El agua salpicó a Bukama y a Ryne, que se incorporaron de un salto al tiempo que barbotaban juramentos, pero Moraine mantuvo el torrente y contó hasta diez antes de cortarlo. El agua salpicó todo el campamento. Moraine esperaba ver al hombre empapado, medio helado y aplastado contra el suelo, preparado para aprender buenos modales. En efecto, chorreaba agua y había unos cuantos pececillos dando coletazos a sus pies, pero estaba de pie y con la espada en la mano.

—¿Engendros de la Sombra? —dijo Ryne en tono incrédulo.

—Quizá, pero jamás había oído nada parecido —repuso Lan—. ¡Cuida de la mujer, Ryne! ¡Bukama, ve hacia el oeste y gira hacia el sur! ¡Yo iré al este y giraré hacia el norte!

—¡Nada de Engendros de la Sombra! —barbotó Moraine, y los tres se pararon en seco y la miraron. Le habría gustado ver mejor sus expresiones en el claroscuro de luna y sombras, pero esas sombras arrojadas por las nubes que se desplazaban en el cielo también la ayudaban al envolverla en un halo de misterio. Merced a un esfuerzo, dio a su voz hasta la última brizna de fría serenidad Aes Sedai de la que fue capaz—. Muy imprudente mostrar a una Aes Sedai cualquier otra cosa que no sea respeto, maese Lan.

—¿Aes Sedai? —susurró Ryne. A pesar de la tenue luz la sorpresa era evidente en su semblante. O tal vez fuera miedo.

Nadie más abrió la boca excepto Bukama, que rezongó entre dientes mientras retiraba el petate del terreno embarrado. Ryne empleó un buen rato en cambiar sus mantas en silencio; le dedicaba ligeras reverencias cada vez que Moraine miraba en su dirección. Lan no hizo intención de secarse. Empezó a buscar otro sitio seco donde hacer la guardia, pero se paró y volvió a sentarse en el mismo punto donde estaba antes, sobre el barro y el agua. Moraine lo habría interpretado como un gesto de humildad de no ser porque la miró, casi a punto de trabar la mirada con la suya. Si eso era humildad, entonces los monarcas eran los hombres más sumisos de la tierra.

Ni que decir tiene que volvió a tejer salvaguardias alrededor de los hombres. Si acaso, haber revelado su condición lo hacía más necesario. De todos modos tenía mucho en que pensar y tardó en dormirse.
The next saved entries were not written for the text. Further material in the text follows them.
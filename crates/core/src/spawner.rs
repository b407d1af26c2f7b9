//! Spawner - places and replaces entities under exclusion rules
//!
//! Every placement is a rejection loop over [`SimpleRng::position`]: sample a
//! cell in the spawn area, retry while it is taken. Loops are capped at
//! `max_attempts` and fail with [`CoreError::PlacementExhausted`] instead of
//! spinning on a full grid.
//!
//! Danger zones grow by a net `+danger_zones_per_rescue` per rescue with no
//! compensating removal, so a long enough run eventually exhausts the spawn
//! area. That rule is kept as-is.

use tracing::debug;

use crate::config::SpawnArea;
use crate::error::{CoreError, Result};
use crate::grid::EntityGrid;
use crate::rng::SimpleRng;
use crate::types::{Layer, Pos};

#[derive(Debug, Clone)]
pub struct Spawner {
    rng: SimpleRng,
    area: SpawnArea,
    max_attempts: u32,
}

impl Spawner {
    pub fn new(rng: SimpleRng, area: SpawnArea, max_attempts: u32) -> Self {
        Self {
            rng,
            area,
            max_attempts,
        }
    }

    pub fn area(&self) -> SpawnArea {
        self.area
    }

    /// Sample a cell in the spawn area
    fn sample(&mut self) -> Pos {
        let x = self.rng.position(self.area.x_buffer, self.area.width);
        let y = self.rng.position(self.area.y_buffer, self.area.height);
        Pos::new(x, y)
    }

    /// Sample until `accept` holds, or give up after `max_attempts`
    fn sample_where(&mut self, layer: Layer, accept: impl Fn(Pos) -> bool) -> Result<Pos> {
        for _ in 0..self.max_attempts {
            let pos = self.sample();
            if accept(pos) {
                return Ok(pos);
            }
        }
        Err(CoreError::PlacementExhausted {
            layer,
            attempts: self.max_attempts,
        })
    }

    /// Sample a cell neither layer marks
    fn sample_free(&mut self, grid: &EntityGrid, layer: Layer) -> Result<Pos> {
        self.sample_where(layer, |p| !grid.is_occupied(p))
    }

    /// Clear all danger zones and place `count` fresh ones.
    ///
    /// Runs before rescue targets exist, so in practice only other danger zones
    /// constrain the draw.
    pub fn place_danger_zones(&mut self, grid: &mut EntityGrid, count: usize) -> Result<()> {
        grid.layer_mut(Layer::DangerZone).clear();
        for _ in 0..count {
            let pos = self.sample_free(grid, Layer::DangerZone)?;
            grid.layer_mut(Layer::DangerZone).insert(pos);
        }
        debug!(count, "danger zones placed");
        Ok(())
    }

    /// Drop stale rescue targets and top the layer up to `target_count`.
    ///
    /// A target is stale if it lies outside the spawn area or under a danger
    /// zone. New targets avoid both layers.
    pub fn replenish_rescue_targets(
        &mut self,
        grid: &mut EntityGrid,
        target_count: usize,
    ) -> Result<()> {
        let area = self.area;
        grid.prune_rescue_targets(|p| area.contains(p));

        let mut placed = 0usize;
        while grid.rescue_targets().len() < target_count {
            let pos = self.sample_free(grid, Layer::RescueTarget)?;
            grid.layer_mut(Layer::RescueTarget).insert(pos);
            placed += 1;
        }
        debug!(placed, total = grid.rescue_targets().len(), "rescue targets replenished");
        Ok(())
    }

    /// Sample a free cell other than `vacated`
    fn sample_elsewhere(&mut self, grid: &EntityGrid, layer: Layer, vacated: Pos) -> Result<Pos> {
        self.sample_where(layer, |p| p != vacated && !grid.is_occupied(p))
    }

    /// Move the struck danger zone somewhere else. Returns the new cell.
    ///
    /// The avatar stands on the struck cell, so the replacement never lands on it.
    pub fn relocate_danger_zone(&mut self, grid: &mut EntityGrid, struck: Pos) -> Result<Pos> {
        grid.layer_mut(Layer::DangerZone).remove(struck);
        let pos = self.sample_elsewhere(grid, Layer::DangerZone, struck)?;
        grid.layer_mut(Layer::DangerZone).insert(pos);
        debug!(from = ?struck, to = ?pos, "danger zone relocated");
        Ok(pos)
    }

    /// Add `n` danger zones on cells neither layer marks
    pub fn add_danger_zones(&mut self, grid: &mut EntityGrid, n: usize) -> Result<()> {
        for _ in 0..n {
            let pos = self.sample_free(grid, Layer::DangerZone)?;
            grid.layer_mut(Layer::DangerZone).insert(pos);
        }
        debug!(added = n, total = grid.danger_zones().len(), "danger zones added");
        Ok(())
    }

    /// Clear a rescued target and spawn exactly one replacement. Returns the new cell.
    pub fn relocate_rescue_target(&mut self, grid: &mut EntityGrid, rescued: Pos) -> Result<Pos> {
        grid.layer_mut(Layer::RescueTarget).remove(rescued);
        let pos = self.sample_elsewhere(grid, Layer::RescueTarget, rescued)?;
        grid.layer_mut(Layer::RescueTarget).insert(pos);
        debug!(from = ?rescued, to = ?pos, "rescue target respawned");
        Ok(pos)
    }
}

#[cfg(test)]
mod tests {
    use super::*;
    use crate::config::{GameConfig, GridDims};

    fn spawner(seed: u32, width: u16, height: u16) -> Spawner {
        let cfg = GameConfig::default();
        let area = GridDims::new(width, height).spawn_area(&cfg);
        Spawner::new(SimpleRng::new(seed), area, cfg.max_placement_attempts)
    }

    #[test]
    fn place_danger_zones_replaces_existing() {
        let mut sp = spawner(1, 80, 24);
        let mut grid = EntityGrid::new();
        grid.layer_mut(Layer::DangerZone).insert(Pos::new(10, 10));
        grid.layer_mut(Layer::DangerZone).insert(Pos::new(11, 10));
        grid.layer_mut(Layer::DangerZone).insert(Pos::new(12, 10));

        sp.place_danger_zones(&mut grid, 2).unwrap();
        assert_eq!(grid.danger_zones().len(), 2);
        assert!(grid.danger_zones().iter().all(|p| sp.area().contains(p)));
    }

    #[test]
    fn replenish_fills_to_count_and_avoids_danger() {
        let mut sp = spawner(2, 80, 24);
        let mut grid = EntityGrid::new();
        sp.place_danger_zones(&mut grid, 2).unwrap();
        sp.replenish_rescue_targets(&mut grid, 5).unwrap();

        assert_eq!(grid.rescue_targets().len(), 5);
        assert!(!grid.has_overlap());
    }

    #[test]
    fn replenish_drops_stale_targets() {
        let mut sp = spawner(3, 80, 24);
        let mut grid = EntityGrid::new();
        grid.layer_mut(Layer::DangerZone).insert(Pos::new(20, 10));
        // Under a danger zone, and outside the spawn area.
        grid.layer_mut(Layer::RescueTarget).insert(Pos::new(20, 10));
        grid.layer_mut(Layer::RescueTarget).insert(Pos::new(0, 0));
        // Valid and kept.
        grid.layer_mut(Layer::RescueTarget).insert(Pos::new(30, 10));

        sp.replenish_rescue_targets(&mut grid, 5).unwrap();
        assert_eq!(grid.rescue_targets().len(), 5);
        assert!(grid.is_rescue(Pos::new(30, 10)));
        assert!(!grid.is_rescue(Pos::new(0, 0)));
        assert!(!grid.has_overlap());
    }

    #[test]
    fn relocate_danger_zone_keeps_cardinality() {
        let mut sp = spawner(4, 80, 24);
        let mut grid = EntityGrid::new();
        sp.place_danger_zones(&mut grid, 2).unwrap();
        let struck = grid.danger_zones().iter().next().unwrap();

        let moved = sp.relocate_danger_zone(&mut grid, struck).unwrap();
        assert_ne!(moved, struck);
        assert!(!grid.is_danger(struck));
        assert_eq!(grid.danger_zones().len(), 2);
    }

    #[test]
    fn add_danger_zones_grows_layer() {
        let mut sp = spawner(5, 80, 24);
        let mut grid = EntityGrid::new();
        sp.place_danger_zones(&mut grid, 2).unwrap();
        sp.replenish_rescue_targets(&mut grid, 5).unwrap();

        sp.add_danger_zones(&mut grid, 2).unwrap();
        assert_eq!(grid.danger_zones().len(), 4);
        assert_eq!(grid.rescue_targets().len(), 5);
        assert!(!grid.has_overlap());
    }

    #[test]
    fn relocate_rescue_target_keeps_cardinality() {
        let mut sp = spawner(6, 80, 24);
        let mut grid = EntityGrid::new();
        sp.place_danger_zones(&mut grid, 2).unwrap();
        sp.replenish_rescue_targets(&mut grid, 5).unwrap();
        let rescued = grid.rescue_targets().iter().next().unwrap();

        let moved = sp.relocate_rescue_target(&mut grid, rescued).unwrap();
        assert_ne!(moved, rescued);
        assert_eq!(grid.rescue_targets().len(), 5);
        assert!(!grid.has_overlap());
    }

    #[test]
    fn full_area_fails_fast() {
        // 11x13 leaves a 3x3 spawn area.
        let mut sp = spawner(7, 11, 13);
        let mut grid = EntityGrid::new();
        sp.place_danger_zones(&mut grid, 9).unwrap();

        let err = sp.add_danger_zones(&mut grid, 1).unwrap_err();
        assert_eq!(
            err,
            CoreError::PlacementExhausted {
                layer: Layer::DangerZone,
                attempts: crate::types::MAX_PLACEMENT_ATTEMPTS,
            }
        );
    }
}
Para empezar, ninguno de los hombres le había preguntado por qué los seguía. ¡Y ese hombre estaba de pie tras caerle un torrente de agua! Curiosamente, cuando empezó a dormirse pensaba en Ryne. Sería una pena que ahora le tuviera miedo. Y una verdadera lástima que resultara ser un Amigo Siniestro. Era encantador y, en verdad, muy guapo. No le importaba que un hombre quisiera verla desnuda, sólo que se lo dijera a otros.